4.4 Finding Reasons for Assignable Causes and Corrective Actions

4.4.1 Introduction

When an assignable cause appears on a control chart, especially one constructed with retrospective data, the reason for that assignable cause is not always as obvious as the reasons for late bus arrival times on Patrick Nolans’s control chart shown in section 4.1. It may take some investigation to find the reason for, and the way to eliminate, an assignable cause. The people most qualified to investigate the assignable causes that appear on a control chart are those on the front line who actually work in the process that produced the out-of-control points. They have the most experience with the process, and their accumulated knowledge should be put to work in identifying the reasons for assignable causes.

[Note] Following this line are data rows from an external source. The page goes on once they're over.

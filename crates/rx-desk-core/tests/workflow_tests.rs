//! End-to-end workflow tests against the SQLite local store.

use std::sync::Arc;

use chrono::NaiveDate;
use rx_desk_core::clock::{FixedClock, SharedClock};
use rx_desk_core::composer::PrescriptionComposer;
use rx_desk_core::db::{Database, LocalStore};
use rx_desk_core::deriver::PatientDeriver;
use rx_desk_core::document::PrescriptionDocument;
use rx_desk_core::forms::save_patient;
use rx_desk_core::history::{HistoryFilter, HistoryMode};
use rx_desk_core::lists::EntityList;
use rx_desk_core::models::{Medicine, Patient, Prescription};
use rx_desk_core::EntityClient;

fn date(y: i32, m: u32, d: u32) -> NaiveDate {
    NaiveDate::from_ymd_opt(y, m, d).unwrap()
}

fn today() -> NaiveDate {
    date(2024, 6, 15)
}

fn clock() -> SharedClock {
    Arc::new(FixedClock::on(today()).with_millis(1_718_409_987_654))
}

fn store() -> LocalStore {
    LocalStore::with_database(Database::open_in_memory().unwrap(), clock())
}

fn is_generated_patient_id(id: &str) -> bool {
    id.len() == 7 && id.starts_with('P') && id[1..].chars().all(|c| c.is_ascii_digit())
}

#[test]
fn test_registered_patient_gets_stable_id_and_age() {
    let store = store();
    let deriver = PatientDeriver::new(clock(), "P");
    let mut patient = Patient::new("Ada", "Lovelace");
    patient.date_of_birth = Some(date(1990, 1, 1));

    let saved = save_patient(&store, &deriver, patient).unwrap();
    let patient_id = saved.patient_id.clone().unwrap();

    assert!(is_generated_patient_id(&patient_id), "got {}", patient_id);
    assert_eq!(saved.age, Some(34));

    // Re-reads and later edits keep the id.
    let reread = store.get_patient(saved.id.unwrap()).unwrap().unwrap();
    assert_eq!(reread.patient_id.as_deref(), Some(patient_id.as_str()));

    let mut edited = reread.clone();
    edited.email = Some("ada@example.com".into());
    let later = PatientDeriver::new(
        Arc::new(FixedClock::on(date(2025, 1, 2)).with_millis(1)),
        "P",
    );
    let updated = save_patient(&store, &later, edited).unwrap();
    assert_eq!(updated.patient_id.as_deref(), Some(patient_id.as_str()));
    assert_eq!(updated.age, Some(35));
}

#[test]
fn test_remove_first_of_two_items_then_submit() {
    let store = store();
    let patient = store.create_patient(&Patient::new("Grace", "Hopper")).unwrap();
    let amox = store.create_medicine(&Medicine::new("Amoxicillin")).unwrap();
    let ibu = store.create_medicine(&Medicine::new("Ibuprofen")).unwrap();

    let mut composer = PrescriptionComposer::prepare(&store, None, today()).unwrap();
    composer.set_patient(patient.id);
    for (medicine, dosage) in [(&amox, "500mg"), (&ibu, "400mg")] {
        composer.select_medicine(&medicine.id.unwrap().to_string());
        composer.set_dosage(dosage);
        composer.set_frequency("Twice daily");
        composer.set_duration("5 days");
        composer.add_item().unwrap();
    }
    composer.remove_item(0);

    let saved = composer.submit(&store).unwrap();
    let stored = store.get_prescription(saved.id.unwrap()).unwrap().unwrap();

    assert_eq!(stored.prescription_items.len(), 1);
    let item = &stored.prescription_items[0];
    assert_eq!(item.medicine_id, ibu.id.unwrap());
    assert_eq!(item.medicine_name, "Ibuprofen");
    assert_eq!(item.dosage, "400mg");
    assert_eq!(item.duration, 5);
    assert_eq!(stored.visit_date, Some(today()));
}

#[test]
fn test_edit_prescription_replaces_items() {
    let store = store();
    let patient = store.create_patient(&Patient::new("Grace", "Hopper")).unwrap();
    let amox = store.create_medicine(&Medicine::new("Amoxicillin")).unwrap();

    let mut composer = PrescriptionComposer::prepare(&store, None, today()).unwrap();
    composer.set_patient(patient.id);
    composer.select_medicine(&amox.id.unwrap().to_string());
    composer.set_dosage("250mg");
    composer.set_frequency("TID");
    composer.set_duration("7");
    composer.add_item().unwrap();
    let created = composer.submit(&store).unwrap();

    let mut editor = PrescriptionComposer::prepare(&store, created.id, today()).unwrap();
    assert_eq!(editor.items().len(), 1);
    editor.remove_item(0);
    editor.set_notes("Course stopped early");
    let updated = editor.submit(&store).unwrap();

    assert_eq!(updated.id, created.id);
    assert_eq!(updated.prescription_id, created.prescription_id);
    assert!(updated.prescription_items.is_empty());
    assert_eq!(store.list_prescriptions().unwrap().len(), 1);
}

#[test]
fn test_history_filters_against_store() {
    let store = store();
    let patient = store.create_patient(&Patient::new("Ada", "Lovelace")).unwrap();
    let patient_id = patient.id.unwrap();
    for visit in [date(2019, 5, 1), date(2022, 6, 15), date(2024, 1, 20), date(2024, 6, 1)] {
        store
            .create_prescription(&Prescription::new(patient_id, Some(visit)))
            .unwrap();
    }

    let mut history = HistoryFilter::open(&store, patient_id, 2).unwrap();
    assert_eq!(history.prescriptions().len(), 4);

    history.set_start_date(Some(date(2024, 1, 20)));
    history.set_end_date(Some(date(2024, 6, 1)));
    history.apply_date_range(&store).unwrap();
    assert_eq!(history.prescriptions().len(), 2);

    history.load_older_than(&store, today()).unwrap();
    let older: Vec<_> = history.prescriptions().iter().filter_map(|p| p.visit_date).collect();
    assert_eq!(older, vec![date(2019, 5, 1)]);
    assert_eq!(history.mode(), HistoryMode::OlderThan { years: 2 });

    history.clear(&store).unwrap();
    assert_eq!(history.prescriptions().len(), 4);
}

#[test]
fn test_document_and_list_deletion() {
    let store = store();
    let mut patient = Patient::new("Ada", "Lovelace");
    patient.patient_id = Some("P555555".into());
    let patient = store.create_patient(&patient).unwrap();
    let mut rx = Prescription::new(patient.id.unwrap(), Some(today()));
    rx.notes = Some("After meals".into());
    let rx = store.create_prescription(&rx).unwrap();

    let doc = PrescriptionDocument::load(&store, rx.id.unwrap()).unwrap();
    assert_eq!(doc.notes_text(), "After meals");
    assert_eq!(doc.patient.as_ref().unwrap().patient_id.as_deref(), Some("P555555"));
    assert_eq!(
        doc.file_name(),
        format!("Prescription-{}.pdf", rx.prescription_id.clone().unwrap())
    );

    let mut prescriptions = EntityList::<Prescription>::new();
    prescriptions.load(&store).unwrap();
    assert!(prescriptions.delete(&store, rx.id.unwrap(), |_| true).unwrap());
    assert!(prescriptions.items().is_empty());

    let mut patients = EntityList::<Patient>::new();
    patients.load(&store).unwrap();
    assert!(patients.delete(&store, patient.id.unwrap(), |_| true).unwrap());
    assert!(store.list_patients().unwrap().is_empty());
}

#[test]
fn test_store_survives_reopen() {
    let dir = tempfile::tempdir().unwrap();
    let path = dir.path().join("rx-desk.db");
    let created = {
        let store = LocalStore::open(&path).unwrap();
        store.create_medicine(&Medicine::new("Amoxicillin")).unwrap()
    };

    let store = LocalStore::open(&path).unwrap();
    let medicines = store.list_medicines().unwrap();
    assert_eq!(medicines, vec![created]);
}
//! Medicine catalog models.

use serde::{Deserialize, Serialize};

/// A single medicine in the hospital catalog.
#[derive(Debug, Clone, Serialize, Deserialize, PartialEq)]
#[serde(rename_all = "camelCase")]
pub struct Medicine {
    /// System-assigned id - absent until created
    #[serde(default, skip_serializing_if = "Option::is_none")]
    pub id: Option<i64>,
    pub name: String,
    #[serde(default)]
    pub description: Option<String>,
    #[serde(default)]
    pub manufacturer: Option<String>,
    #[serde(default)]
    pub category: Option<String>,
    /// Inactive medicines stay valid in existing prescriptions but are not
    /// offered for new ones
    #[serde(default = "default_active")]
    pub is_active: bool,
}

fn default_active() -> bool {
    true
}

impl Medicine {
    /// Create a new, active catalog entry.
    pub fn new(name: impl Into<String>) -> Self {
        Self {
            id: None,
            name: name.into(),
            description: None,
            manufacturer: None,
            category: None,
            is_active: true,
        }
    }

    /// Compare against a form-supplied id string.
    pub fn has_id(&self, id: &str) -> bool {
        self.id.is_some_and(|own| own.to_string() == id.trim())
    }
}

When people pool their ideas, spend time discovering faults in their work process, and are empowered to change the process and correct those faults, they become much more involved and invested in their work. In addition, they usually make more improvements than could ever be made by others less intimately involved in the day-to-day process operation.

However, as Deming pointed out, there are often barriers that prevent employee involvement. Often management is reluctant to give workers authority to make decisions and make changes to a process, even though they are the ones most involved in the process details. New workers often receive inadequate training and no explanation of why they should follow management’s rigid rules. Testing the employee’s competency in correct process procedures is usually ignored, and management stresses production as the most important goal. If workers experience issues, they are powerless to stop the process while management is slow to react to their concerns. Management only gets involved when one of the following two things occurs: a production goal is not met, or a customer complains about some aspect of quality.

To address this problem, prior to 1950, Deming wrote what became point 12 in his 14 Points for Management. This point is as follows:

  1. Remove barriers to the pride of workmanship. People are eager to do a good job and are distressed when they cannot. To often misguided supervisors, faulty equipment, and defective materials stand in the way. These barriers must be removed (Walton 1986).

(Olmstead 1952) remarked that assignable causes can usually be identified by the data patterns they produce. A list of these data patterns are: single points out of control limits, a shift in the average or level, shift in the spread or variability, gradual change in process level (trend), and a regular change in process level (cycle).

To increase and improve the use of workers’ process knowledge, Kaoru Ishikawa, a Deming Prize recipient in Japan, introduced the idea of quality circles. In quality circles, factory foremen and workers met together to learn problem-solving tools that would help in investigating ways to eliminate assignable causes and improve processes.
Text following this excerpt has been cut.